中村家住宅は前面に対して妻側の側面が倍以上広い
 

吹き抜けのカッテと障子で隔てられたミセノマ。手斧で削りだされた梁と束の骨組みが美しい 

蔀(しとみ)が手前に引き上げられ、往時は障子を外して塗櫛を並べて街道に面した店となった。

中村家に代表される町家建物の部分名称
 
 中山道歩きのときに見落としていた本陣跡を訪ねたが、本陣跡と書かれた白杭が建つだけで建物は残っていない。これだけ往時を伝える建物を残しているのに本陣建物がないのは残念であり、不思議である。火事で焼失したのか、あるいは維持できずに取り壊したが、さりとて大規模な本陣建物を再建するのは費用的に難しかったのであろうか。
 宿場の中央に間口7間(12.6メートル)、総二階建ての徳利屋の建物が建っている。御休みで内部を見学することは出来なかったが、延宝3年(1675年)に縁起を担いで徳利屋と改称してから350年も経つ、本陣、脇本陣とは趣きを異にした大旅籠として明治時代も営業を続けていたという。幸田露伴、坪内逍遥、島崎藤村等の文豪なども宿泊したという。
 奈良井宿の中山道に沿って流れる奈良井川に架けられた木曽の大橋は、総ヒノキ造りのアーチ型の木橋で宿場の対岸に設けられた道の駅の芝公園と繋がっている。
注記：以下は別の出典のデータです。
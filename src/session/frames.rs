// =============================================================================
// Session wire frames — framed JSON, both directions
// =============================================================================

use std::collections::BTreeMap;

use chrono::{DateTime, Utc};
use serde::{Deserialize, Serialize};

/// Upper bound on a single inbound frame (bytes).
pub const MAX_INBOUND_FRAME: usize = 512 * 1024;

/// Who a chat frame is attributed to.
#[derive(Debug, Clone, Copy, PartialEq, Eq, Serialize, Deserialize)]
#[serde(rename_all = "lowercase")]
pub enum Role {
    User,
    Assistant,
    System,
}

/// Frames the client sends.
#[derive(Debug, Clone, Deserialize)]
#[serde(tag = "type", rename_all = "lowercase")]
pub enum InboundFrame {
    Chat {
        #[serde(default)]
        content: Option<String>,
        #[serde(default)]
        file_id: Option<String>,
        #[serde(default)]
        data: Option<serde_json::Value>,
    },
    Typing,
    Ping,
}

/// Structured payload attached to a `/signal` reply.
#[derive(Debug, Clone, Serialize)]
pub struct SignalReport {
    pub signal_met: bool,
    pub indicator_values: BTreeMap<String, f64>,
}

/// Metadata attached to chat and error frames.
#[derive(Debug, Clone, Serialize)]
pub struct ChatData {
    pub role: Role,
    pub created_at: DateTime<Utc>,
    #[serde(skip_serializing_if = "Option::is_none")]
    pub signal: Option<SignalReport>,
}

impl ChatData {
    pub fn now(role: Role) -> Self {
        Self {
            role,
            created_at: Utc::now(),
            signal: None,
        }
    }
}

/// Typing-indicator payload.
#[derive(Debug, Clone, Serialize)]
pub struct TypingData {
    pub active: bool,
}

/// Frames the server sends.
#[derive(Debug, Clone, Serialize)]
#[serde(tag = "type", rename_all = "lowercase")]
pub enum OutboundFrame {
    Chat { content: String, data: ChatData },
    Typing { data: TypingData },
    Pong,
    Error { content: String, data: ChatData },
}

// =============================================================================
// Tests
// =============================================================================
#[cfg(test)]
mod tests {
    use super::*;

    #[test]
    fn inbound_chat_parses() {
        let frame: InboundFrame =
            serde_json::from_str(r#"{"type": "chat", "content": "/help"}"#).unwrap();
        match frame {
            InboundFrame::Chat { content, file_id, .. } => {
                assert_eq!(content.as_deref(), Some("/help"));
                assert!(file_id.is_none());
            }
            other => panic!("expected chat frame, got {other:?}"),
        }
    }

    #[test]
    fn inbound_ping_parses() {
        let frame: InboundFrame = serde_json::from_str(r#"{"type": "ping"}"#).unwrap();
        assert!(matches!(frame, InboundFrame::Ping));
    }

    #[test]
    fn inbound_unknown_type_is_rejected() {
        assert!(serde_json::from_str::<InboundFrame>(r#"{"type": "upload"}"#).is_err());
    }

    #[test]
    fn outbound_chat_shape() {
        let frame = OutboundFrame::Chat {
            content: "hello".into(),
            data: ChatData::now(Role::Assistant),
        };
        let v = serde_json::to_value(&frame).unwrap();
        assert_eq!(v["type"], "chat");
        assert_eq!(v["content"], "hello");
        assert_eq!(v["data"]["role"], "assistant");
        assert!(v["data"]["created_at"].is_string());
        assert!(v["data"].get("signal").is_none());
    }

    #[test]
    fn outbound_signal_report_shape() {
        let mut values = BTreeMap::new();
        values.insert("RSI14".to_string(), 25.5);
        let mut data = ChatData::now(Role::Assistant);
        data.signal = Some(SignalReport {
            signal_met: true,
            indicator_values: values,
        });
        let v = serde_json::to_value(&OutboundFrame::Chat {
            content: "Signal Met".into(),
            data,
        })
        .unwrap();
        assert_eq!(v["data"]["signal"]["signal_met"], true);
        assert_eq!(v["data"]["signal"]["indicator_values"]["RSI14"], 25.5);
    }

    #[test]
    fn outbound_pong_shape() {
        let v = serde_json::to_value(&OutboundFrame::Pong).unwrap();
        assert_eq!(v["type"], "pong");
    }

    #[test]
    fn outbound_typing_shape() {
        let v = serde_json::to_value(&OutboundFrame::Typing {
            data: TypingData { active: true },
        })
        .unwrap();
        assert_eq!(v["type"], "typing");
        assert_eq!(v["data"]["active"], true);
    }
}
冬場は通行が禁止されており、いわゆる太鼓橋を渡ることはできないが、木曽ヒノキの香が漂ってくるような気品と美しさがある。
 中村家住宅の受付の方も言っていたが、奈良井宿を訪れる観光客の半数は外国人のようで、ここでも外国人観光客が良く調べているもので、木曽の大橋をバックにして記念写真に収まっている。インバウンドも日本経済のためには結構であるが、もっと日本人に日本の良さ、歴史、文化を学んで史蹟名所を旅してもらいたいものである。
 

宿場の街道から奥に入ったところに本陣跡を示す白杭が建っているので、本陣は街道に面していたはずであるから、ここは本陣の一番奥なのかもしれない。
 徳利屋の建物は町家建物の特徴を残しているが、間口が他の建物よりも広く、威風堂々としている。

通行止めのロープが張られ、渡ることは出来ないが、橋上には雪が残り、雪景色の木曽の大橋もさぞかし絶景と想像する。

アーチが美しく、甲州街道にある日本三奇橋のひとつ猿橋を思い出す。